Clams: Main Image

Preparation, Uses, & Tips

Scrub clams under running water with a stiff brush.

To shuck clams, first put them in the freezer for five minutes to loosen their hold. Work over an empty bowl to collect any clam juice. Hold the clam in your hand with the shell hinge toward your palm, and insert a thin, dull knife (never a sharp kitchen knife) between the shell. Work the knife around so you can cut through the hinge. Open the shell and slide the knife between the clam and the top shell. Then detach the clam by sliding the knife between it and the bottom shell.


Place 1/4-inch (0.6cm) water (wine and seasoning optional; lemon makes an excellent seasoning) in the bottom of a large pan. Add clams in the shell. Bring water to a boil, reduce heat, and simmer until shells open (four to five minutes). Throw away any clams that don’t open, or cook them until they do. Serve clams in bowls along with the cooking broth.
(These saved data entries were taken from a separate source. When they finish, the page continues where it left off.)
//! Structured logging.

use tracing_subscriber::{fmt, layer::SubscriberExt, util::SubscriberInitExt, EnvFilter};

use crate::config::ObservabilityConfig;

/// Log output format.
#[derive(Debug, Clone, Copy, PartialEq, Eq)]
pub enum LogFormat {
    /// One JSON object per line
    Json,
    /// Multi-line, human readable
    Pretty,
}

impl LogFormat {
    pub fn from_config(config: &ObservabilityConfig) -> Self {
        if config.json_logging {
            Self::Json
        } else {
            Self::Pretty
        }
    }
}

/// Build the level filter. `RUST_LOG` wins over the configured level.
pub fn env_filter(config: &ObservabilityConfig) -> anyhow::Result<EnvFilter> {
    match EnvFilter::try_from_default_env() {
        Ok(filter) => Ok(filter),
        Err(_) => Ok(EnvFilter::try_new(&config.log_level)?),
    }
}

/// Install the global subscriber.
///
/// # Errors
///
/// Returns an error if the level is unparseable or a subscriber is already set.
pub fn init_logging(config: &ObservabilityConfig) -> anyhow::Result<()> {
    let filter = env_filter(config)?;

    match LogFormat::from_config(config) {
        LogFormat::Json => {
            let fmt_layer = fmt::layer()
                .json()
                .with_current_span(true)
                .with_target(true);
            tracing_subscriber::registry()
                .with(filter)
                .with(fmt_layer)
                .try_init()?;
        }
        LogFormat::Pretty => {
            let fmt_layer = fmt::layer().pretty().with_target(true);
            tracing_subscriber::registry()
                .with(filter)
                .with(fmt_layer)
                .try_init()?;
        }
    }

    Ok(())
}

#[cfg(test)]
mod tests {
    use super::*;

    #[test]
    fn test_format_from_config() {
        let mut config = ObservabilityConfig::default();
        assert_eq!(LogFormat::from_config(&config), LogFormat::Json);
        config.json_logging = false;
        assert_eq!(LogFormat::from_config(&config), LogFormat::Pretty);
    }

    #[test]
    fn test_bad_level_rejected() {
        std::env::remove_var("RUST_LOG");
        let config = ObservabilityConfig {
            log_level: "skyreel_core=[".to_string(),
            ..ObservabilityConfig::default()
        };
        assert!(env_filter(&config).is_err());
    }
}
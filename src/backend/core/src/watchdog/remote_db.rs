//! Remote database proxy check.

use async_trait::async_trait;
use chrono::{DateTime, Utc};
use std::sync::Arc;
use std::time::Duration;

use super::{CheckContext, FailureTracker, SystemCheck, WatchdogErrorEvent};
use crate::error::Result;
use crate::resource::Resource;
use crate::services::{bounded, RemoteDatabase, ServiceName};

const ERROR: &str = "The system could not properly return a query.";
const ACTION: &str = "The system service was restarted.";
const INFO: &str = "This may indicate an error with the system.";
const REPEATED_PREFIX: &str = "The system has failed at least twice consecutively. ";

pub struct RemoteDatabaseCheck {
    ctx: CheckContext,
    remote: Arc<dyn RemoteDatabase>,
    query_timeout: Duration,
    tracker: FailureTracker<()>,
}

impl RemoteDatabaseCheck {
    pub fn new(ctx: CheckContext, remote: Arc<dyn RemoteDatabase>, query_timeout: Duration) -> Self {
        Self {
            ctx,
            remote,
            query_timeout,
            tracker: FailureTracker::new(),
        }
    }

    pub fn tracker(&self) -> &FailureTracker<()> {
        &self.tracker
    }
}

#[async_trait]
impl SystemCheck for RemoteDatabaseCheck {
    fn service(&self) -> ServiceName {
        ServiceName::WeatherDb
    }

    async fn is_alive(&self) -> bool {
        if !self.ctx.control.is_running(ServiceName::WeatherDb).await {
            return false;
        }
        matches!(
            bounded("remote db liveness", self.query_timeout, self.remote.server_is_running()).await,
            Ok(true)
        )
    }

    async fn restart(&self) -> Result<()> {
        tracing::warn!(service = %ServiceName::WeatherDb, "Starting service");
        bounded(
            "service start",
            self.ctx.control_timeout,
            self.ctx.control.start(ServiceName::WeatherDb),
        )
        .await
    }

    async fn run_checks(&self, _resources: &[Resource], now: DateTime<Utc>) -> Vec<WatchdogErrorEvent> {
        match bounded("remote db query", self.query_timeout, self.remote.round_trip()).await {
            Ok(()) => {
                self.tracker.record_outcome(&(), true);
                Vec::new()
            }
            Err(e) => {
                tracing::warn!(error = %e, "Remote database query failed");
                let count = self.tracker.record_outcome(&(), false);
                let info = if count >= 2 {
                    format!("{}{}", REPEATED_PREFIX, INFO)
                } else {
                    INFO.to_string()
                };
                let event = WatchdogErrorEvent::new(ServiceName::WeatherDb, ERROR, ACTION, info, now);
                self.ctx.notifier.report(&self.tracker, &(), &event).await;
                let _ = self.ctx.restart_service(ServiceName::WeatherDb).await;
                vec![event]
            }
        }
    }
}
Place cleaned and scrubbed clams in the shell directly on the grill, about 4 to 6 inches (10 to 15cm) above prepared coals or fire. Turn after two minutes. Cook until shells open slightly, about four minutes.

Pan frying

Heat the frying pan, then add butter or oil. Add clam meat and sauté until brown, two to three minutes.

Deep frying

Pour oil into a wok or deep fryer; it should be at least 1 1/2 inches (3.8 cm) deep, and the cooker should be less than half full of oil. Heat oil to 375°F (190°C), using a thermometer to monitor temperature. If using geoducks, cut into 1-inch (2.5cm) pieces. Dip clam meat in batter, drain, and then slip pieces into hot oil. Cook until brown, about two to three minutes.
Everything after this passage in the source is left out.